Envisioning Our Micro-Urban Future
Following the creation of the Micro-Urban video in 2011 (see below), a diverse group of existing and emerging leaders came together for the Micro-Urban Transformational Leadership Summit—convened by University of Illinois Chancellor Phyllis Wise, Champaign Mayor Don Gerard, and Urbana Mayor Laurel Prussing. Charged with progressively and creatively envisioning greater Champaign-Urbana's future, these individuals began to collaboratively design an aspirational vision from which concrete implementation plans can flow.
"Envisioning Our Micro-Urban Future" emerged from multiple conversations that took place over the following months among leaders representing government, for-profit organizations, nonprofit organizations, education, and religion. While many urban cities could never set such aspirational goals, this community's unique characteristics allow the opportunity to successfully tackle some of our society's greatest challenges on the local level through the creation of a thriving micro-urban community.

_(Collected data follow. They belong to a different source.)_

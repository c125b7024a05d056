// Host-side tests for cursor, drift, parallax and tilt motion.
// The main crate is wasm-only, so we include the pure-Rust modules directly.

#![allow(dead_code)]
include!("support/harness.rs");

use crate::core::motion::*;
use crate::core::targets::{ElementId, Role, TargetTable};
use crate::core::tween::{Ease, TweenVars};
use crate::core::viewport::{Rect, Viewport};
use glam::DVec2;
use rand::rngs::StdRng;
use rand::SeedableRng;
use recording::{Call, RecordingSink};

fn cursor_table() -> TargetTable {
    TargetTable::new()
        .with(Role::CursorDot, &[ElementId(1)])
        .with(Role::CursorOutline, &[ElementId(2)])
}

#[test]
fn cursor_parts_trail_with_their_offsets() {
    let mut sink = RecordingSink::default();
    follow_pointer(DVec2::new(300.0, 200.0), &cursor_table(), &mut sink);

    let calls = sink.to_calls();
    assert_eq!(calls.len(), 2);
    assert_eq!(calls[0].0, vec![ElementId(1)]);
    assert_eq!(
        calls[0].1,
        TweenVars::over(0.3)
            .xy(296.0, 196.0)
            .ease(Ease::Power3)
            .overwrite_auto()
    );
    assert_eq!(calls[1].0, vec![ElementId(2)]);
    assert_eq!(calls[1].1.x, Some(284.0));
    assert_eq!(calls[1].1.y, Some(184.0));
    assert_eq!(calls[1].1.duration, Some(0.6));
}

#[test]
fn cursor_without_elements_is_silent() {
    let mut sink = RecordingSink::default();
    follow_pointer(DVec2::new(10.0, 10.0), &TargetTable::new(), &mut sink);
    hover_enter(&TargetTable::new(), &mut sink);
    assert!(sink.calls.is_empty());
}

#[test]
fn hover_scales_the_outline_only() {
    let mut sink = RecordingSink::default();
    let table = cursor_table();
    hover_enter(&table, &mut sink);
    hover_leave(&table, &mut sink);
    let calls = sink.to_calls();
    assert_eq!(calls.len(), 2);
    assert!(calls.iter().all(|(t, _)| t == &vec![ElementId(2)]));
    assert_eq!(calls[0].1, TweenVars::over(0.3).scale(1.5));
    assert_eq!(calls[1].1, TweenVars::over(0.3).scale(1.0));
}

#[test]
fn drift_is_seeded_and_in_range() {
    let shapes: Vec<ElementId> = (0..6).map(ElementId).collect();
    let mut a = RecordingSink::default();
    let mut b = RecordingSink::default();
    assert_eq!(spawn_drift(&shapes, &mut StdRng::seed_from_u64(7), &mut a), 6);
    spawn_drift(&shapes, &mut StdRng::seed_from_u64(7), &mut b);
    assert_eq!(a.calls, b.calls);

    for (i, (targets, vars)) in a.to_calls().into_iter().enumerate() {
        assert_eq!(targets, vec![shapes[i]]);
        let x = vars.x.unwrap();
        let y = vars.y.unwrap();
        let scale = vars.scale.unwrap();
        let duration = vars.duration.unwrap();
        assert!((-100.0..=100.0).contains(&x));
        assert!((-100.0..=100.0).contains(&y));
        assert!((0.9..=1.1).contains(&scale));
        assert!((15.0..=25.0).contains(&duration));
        assert_eq!(vars.repeat, Some(-1));
        assert_eq!(vars.yoyo, Some(true));
        assert_eq!(vars.ease, Some(Ease::SineInOut));
        assert!((vars.delay.unwrap() - 0.3 * i as f64).abs() < 1e-12);
    }
}

#[test]
fn drift_values_differ_between_shapes() {
    let mut rng = StdRng::seed_from_u64(42);
    let first = drift_vars(0, &mut rng);
    let second = drift_vars(1, &mut rng);
    assert_ne!((first.x, first.y), (second.x, second.y));
}

#[test]
fn no_shapes_no_drift() {
    let mut sink = RecordingSink::default();
    assert_eq!(spawn_drift(&[], &mut StdRng::seed_from_u64(1), &mut sink), 0);
    assert!(sink.calls.is_empty());
}

#[test]
fn parallax_offset_is_centred() {
    let vp = Viewport::new(1000.0, 800.0);
    assert_eq!(parallax_offset(DVec2::new(500.0, 400.0), vp), DVec2::ZERO);
    assert_eq!(
        parallax_offset(DVec2::new(0.0, 800.0), vp),
        DVec2::new(-0.5, 0.5)
    );
    assert_eq!(
        parallax_offset(DVec2::new(5.0, 5.0), Viewport::new(0.0, 0.0)),
        DVec2::ZERO
    );
}

#[test]
fn parallax_groups_scale_the_offset() {
    let table = TargetTable::new()
        .with(Role::Parallax1, &[ElementId(10), ElementId(11)])
        .with(Role::Parallax3, &[ElementId(30)]);
    let mut sink = RecordingSink::default();
    // offset (0.25, -0.25)
    apply_parallax(
        &table,
        DVec2::new(750.0, 200.0),
        Viewport::new(1000.0, 800.0),
        &mut sink,
    );
    let calls = sink.to_calls();
    assert_eq!(calls.len(), 2, "empty group 2 is skipped");
    assert_eq!(calls[0].0, vec![ElementId(10), ElementId(11)]);
    assert_eq!(calls[0].1.x, Some(12.5));
    assert_eq!(calls[0].1.y, Some(-12.5));
    assert_eq!(calls[0].1.duration, Some(1.5));
    assert_eq!(calls[1].0, vec![ElementId(30)]);
    assert_eq!(calls[1].1.x, Some(15.0));
    assert_eq!(calls[1].1.duration, Some(1.3));
    assert!(calls.iter().all(|(_, v)| v.ease == Some(Ease::Power2Out)));
}

#[test]
fn parallax_group_two_moves_against_the_pointer() {
    let g = PARALLAX_GROUPS[1];
    assert_eq!(g.role, Role::Parallax2);
    assert_eq!(g.factor, -40.0);
    assert_eq!(g.duration, 1.7);
}

#[test]
fn tilt_angles_from_card_centre() {
    let rect = Rect::new(100.0, 50.0, 200.0, 100.0);
    assert_eq!(tilt_angles(DVec2::new(200.0, 100.0), rect), (0.0, 0.0));
    // top-left corner: local (0, 0)
    assert_eq!(tilt_angles(DVec2::new(100.0, 50.0), rect), (-2.5, 5.0));
    // bottom-right corner: local (200, 100)
    assert_eq!(tilt_angles(DVec2::new(300.0, 150.0), rect), (2.5, -5.0));
}

#[test]
fn tilt_and_reset_target_the_card() {
    let mut sink = RecordingSink::default();
    let card = ElementId(5);
    tilt_card(
        card,
        DVec2::new(100.0, 50.0),
        Rect::new(100.0, 50.0, 200.0, 100.0),
        &mut sink,
    );
    reset_tilt(card, &mut sink);
    match &sink.calls[..] {
        [Call::To(t1, tilt), Call::To(t2, reset)] => {
            assert_eq!(t1, &vec![card]);
            assert_eq!(t2, &vec![card]);
            assert_eq!(
                *tilt,
                TweenVars::over(0.5)
                    .rotation(-2.5, 5.0)
                    .perspective(1000.0)
                    .ease(Ease::Power2Out)
            );
            assert_eq!(*reset, TweenVars::over(0.5).rotation(0.0, 0.0));
        }
        other => panic!("unexpected calls: {other:?}"),
    }
}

Add your ideas to the vision on Twitter (#microurban) or via email (microurban@illinois.edu).
About Micro-Urban Champaign-Urbana
Home to one of the world’s great public research universities—and on a highly accelerated development track—Champaign-Urbana has emerged as a leading exemplar of micro-urbanism. Although the term “micro-urban” does not yet appear in the formal lexicon of urban planning or economic development in the following manner of speaking, it applies to population centers of 250,000 or less that possess a highly uncommon set of desirable attributes normally exclusively associated with much larger metropolitan centers. Among these are a vibrant arts/culture/nightlife scene, an internationally diverse population, a strong technology base, and a palpably animated public discourse on major societal and global concerns, such as sustainability and the environment.
The presence of such attributes within the context of a smaller population center—the size of which can provide advantages such as ease of transportation, more affordable living, and a stronger sense of community—positions the micro-urban lifestyle as an interesting alternative to what might be viewed as a heavier, more logistics-laden lifestyle associated with densely populated urban centers that can often diminish, rather than enhance, quality of life.
Deeply rooted in the heart of the American prairie, micro-urban Champaign-Urbana is home to Nobel Prize winners, Olympians, critically acclaimed international film and music festivals, world-renowned entrepreneurs, elite chefs, the nation’s newest major marathon, the newest and most powerful supercomputer in the world, radical transformers of the Internet, one of the nation’s elite public high schools, leading environmental scientists, the world’s premier university-based performing arts complex, numerous inventions that have changed lives for the better around the globe, a long line of distinguished artists, designers, architects, and landscape architects, and much more.
Smart, innovative, globally connected, and culturally rich, Champaign-Urbana is a micro-urban center on the rise.